Temporal Proofs are a method of testing state transitions for correct operation. A series of Temporal Proofs can be performed on sequenial logic to verify its correct functionality, all without the need to write a testbench.
Temporal Proofs are an extension of reachability analysis in that paths between states transitions can be analyzed. For example, using Temporal Proofs it is easy to determine if the initial state can be reached from every other state.
Temporal Proofs are specified using logic expressions with temporal operators based on Computation Tree Logic (CTL). X-Amin contains 10 CTL operators:
- EX(A): Next state after condition A is true along some state-sequence path
- AX(A): Next state after condition A is true along all state-sequence paths
- EF(A): Some state in the future after condition A is true along some state-sequence path
- AF(A): Some state in the future after condition A is true along all state-sequence paths
- EG(A): All states in the future after condition A is true along some state-sequence path
- AG(A): All states in the future after condition A is true along all state-sequence paths
- EU(A, B): Along some state-sequence path, condition A is true until condition B is true
- AU(A, B): Along all state-sequence paths, condition A is true until condition B is true
- ER(A, B): Along some state-sequence path, condition B is true until condition A releases B
- AR(A, B): Along all state-sequence paths, condition B is true until condition A releases B
Example: A simple mod 4 counter.
reg [1:0] cnt;
always @(posedge clk)
cnt <= cnt + 1;
Prove that the next value of cnt is 1 when cnt starts at 0. Also prove that the next value is not 2, but will become 2 at some future time.
> init cnt 0 Signal 'cnt' initialized to 0b0
> prove cnt EX(cnt==1) The rule is true
> prove cnt EX(cnt==2) The rule is false
> prove cnt EF(cnt==2) The rule is true
CTL operators can also be nested.

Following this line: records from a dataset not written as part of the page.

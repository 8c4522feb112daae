//! 背包文本格式：`name1:count1,name2:count2,...`
//!
//! `,` 与 `:` 是保留字符，不做转义，物品名里不允许出现。

use std::collections::BTreeMap;
use thiserror::Error;

pub const ITEM_SEPARATOR: char = ',';
pub const COUNT_SEPARATOR: char = ':';

#[derive(Debug, Error, PartialEq, Eq)]
pub enum CodecError {
    #[error("token {index} ({token:?}) has no ':' separator")]
    MissingSeparator { index: usize, token: String },
    #[error("token {index} has an empty item name")]
    EmptyName { index: usize },
    #[error("count {value:?} of item {name:?} is not an integer")]
    InvalidCount { name: String, value: String },
    #[error("item name {0:?} contains a reserved character (',' or ':')")]
    ReservedCharacter(String),
}

/// 序列化整张表；按名字排序，同一张表两次编码结果一致
pub fn encode(counts: &BTreeMap<String, i32>) -> Result<String, CodecError> {
    let mut out = String::new();
    for (name, count) in counts {
        if name.contains([ITEM_SEPARATOR, COUNT_SEPARATOR]) {
            return Err(CodecError::ReservedCharacter(name.clone()));
        }
        if !out.is_empty() {
            out.push(ITEM_SEPARATOR);
        }
        out.push_str(name);
        out.push(COUNT_SEPARATOR);
        out.push_str(&count.to_string());
    }
    Ok(out)
}

/// 反序列化；空文本就是空背包。重复的名字以最后一次为准
pub fn decode(text: &str) -> Result<BTreeMap<String, i32>, CodecError> {
    let mut counts = BTreeMap::new();
    if text.is_empty() {
        return Ok(counts);
    }

    for (index, token) in text.split(ITEM_SEPARATOR).enumerate() {
        let Some((name, value)) = token.split_once(COUNT_SEPARATOR) else {
            return Err(CodecError::MissingSeparator {
                index,
                token: token.to_string(),
            });
        };
        if name.is_empty() {
            return Err(CodecError::EmptyName { index });
        }
        let count = value.parse::<i32>().map_err(|_| CodecError::InvalidCount {
            name: name.to_string(),
            value: value.to_string(),
        })?;
        counts.insert(name.to_string(), count);
    }
    Ok(counts)
}
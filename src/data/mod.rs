pub mod schema;
pub mod loader;

use bevy::asset::LoadState;
use bevy::prelude::*;
use schema::ItemCatalog;
use crate::core::resources::StoreConfig;
use crate::core::states::AppState;

// --------------------------- 资源 ---------------------------
#[derive(Resource, Default)]
pub struct ItemAssets {
    pub handle: Option<Handle<ItemCatalog>>,
}

impl ItemAssets {
    /// 目录已载入时返回它
    pub fn get<'a>(&self, catalogs: &'a Assets<ItemCatalog>) -> Option<&'a ItemCatalog> {
        self.handle.as_ref().and_then(|h| catalogs.get(h))
    }
}

// --------------------------- 插件 ---------------------------
pub struct DataPlugin;
impl Plugin for DataPlugin {
    fn build(&self, app: &mut App) {
        app
            // 注册资产类型 & Loader
            .init_asset::<ItemCatalog>()
            .register_asset_loader(loader::RonCatalogLoader)
            .init_resource::<ItemAssets>()
            .add_systems(OnEnter(AppState::Loading), start_loading)
            .add_systems(
                Update,
                watch_failed_load.run_if(in_state(AppState::Loading)),
            );
    }
}

/// 运行条件：目录已可用
pub fn catalog_loaded(item_assets: Res<ItemAssets>, catalogs: Res<Assets<ItemCatalog>>) -> bool {
    item_assets.get(&catalogs).is_some()
}

// --------------------------- 系统 ---------------------------
fn start_loading(
    mut item_assets: ResMut<ItemAssets>,
    asset_server: Res<AssetServer>,
    config: Res<StoreConfig>,
) {
    let handle: Handle<ItemCatalog> = asset_server.load(config.catalog.clone());
    item_assets.handle = Some(handle);
}

/// 目录读取失败时换成空目录，游戏照常进入
fn watch_failed_load(
    mut item_assets: ResMut<ItemAssets>,
    mut catalogs: ResMut<Assets<ItemCatalog>>,
    asset_server: Res<AssetServer>,
) {
    let Some(handle) = &item_assets.handle else {
        return;
    };
    if let Some(LoadState::Failed(err)) = asset_server.get_load_state(handle) {
        error!("默认物品目录加载失败，使用空目录: {err}");
        item_assets.handle = Some(catalogs.add(ItemCatalog { items: Vec::new() }));
    }
}

#[cfg(test)]
mod tests {
    use super::*;
    use bevy::app::TaskPoolPlugin;

    #[test]
    fn failed_catalog_load_falls_back_to_empty() {
        let mut app = App::new();
        app.add_plugins((TaskPoolPlugin::default(), AssetPlugin::default()))
            .init_asset::<ItemCatalog>()
            .register_asset_loader(loader::RonCatalogLoader)
            .init_resource::<ItemAssets>()
            .add_systems(Update, watch_failed_load);

        let handle: Handle<ItemCatalog> = app
            .world()
            .resource::<AssetServer>()
            .load("data/does_not_exist.ron");
        app.world_mut().resource_mut::<ItemAssets>().handle = Some(handle);

        // 读取在后台线程完成，多跑几帧等它失败
        for _ in 0..500 {
            app.update();
            let assets = app.world().resource::<ItemAssets>();
            if assets.get(app.world().resource::<Assets<ItemCatalog>>()).is_some() {
                break;
            }
            std::thread::sleep(std::time::Duration::from_millis(2));
        }

        let assets = app.world().resource::<ItemAssets>();
        let catalog = assets
            .get(app.world().resource::<Assets<ItemCatalog>>())
            .expect("empty catalog swapped in");
        assert!(catalog.items.is_empty());
    }
}
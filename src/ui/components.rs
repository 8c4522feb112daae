use bevy::prelude::*;
use std::collections::HashMap;

use crate::inventory::components::ItemDelta;

/// 物品 id → 界面实体。代替按名字在场景里查找
#[derive(Resource, Default, Debug)]
pub struct ItemDisplays {
    pub displays: HashMap<String, Entity>,
    pub labels:   HashMap<String, Entity>,
}

impl ItemDisplays {
    pub fn register_display(&mut self, id: impl Into<String>, entity: Entity) {
        self.displays.insert(id.into(), entity);
    }
}

/// 物品图标（计数标签的父节点）
#[derive(Component, Debug)]
pub struct ItemDisplay;

/// 物品数量标签，名字约定为 `<id>_count`
#[derive(Component, Debug)]
pub struct CounterLabel {
    pub id: String,
}

/// `+` / `-` 按钮
#[derive(Component, Debug, Clone)]
pub struct CounterButton {
    pub id:    String,
    pub delta: ItemDelta,
}

pub fn label_name(id: &str) -> String {
    format!("{id}_count")
}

The following example can be used to prove that the initial state can always be reached from all execution paths:
> prove cnt AG(EF(cnt==0)) The rule is true
To perform a Temporal Proof from GUI mode, select the desired component in the Components Window then select the desired signal in the Signals Window. Note that the signal must be a clocked signal in order to run Temporal Proofs. Then, use the Analyze menu (Analyze->Prove) or the Prove icon 
on the Analyze toolbar to invoke the Prove dialog.
Simply fill in the expression to be proven.
Limitations
Performing temporal analysis on large vectors can be very time consuming. Typically, you'll want to perform checking on vectors less than 16 bits. Since state-machine vectors are rarely larger than 16 bits (except for one-hot encoded vectors), this limitation should not be too restrictive.
prove Command
Temporal proofs can also be run using the prove command entered in the GUI Command Entry box or on the command line in command-line mode. The prove command format is:
SYNTAX
(void) prove
[-max <#>]
<sig>
<expression>
ARGUMENTS -max <#> Maximum number of algorithm iterations to perform. Large vectors can require the temporal operator algorithms to perform huge numbers of computation iterations. -max will set an upper limit to avoid having the application hang for long periods of time. The default value is 10000..TP <sig> Signal name on which to perform the temporal analysis <sig> Signal to be analyzed
<expression> Temporal expression to be analyzed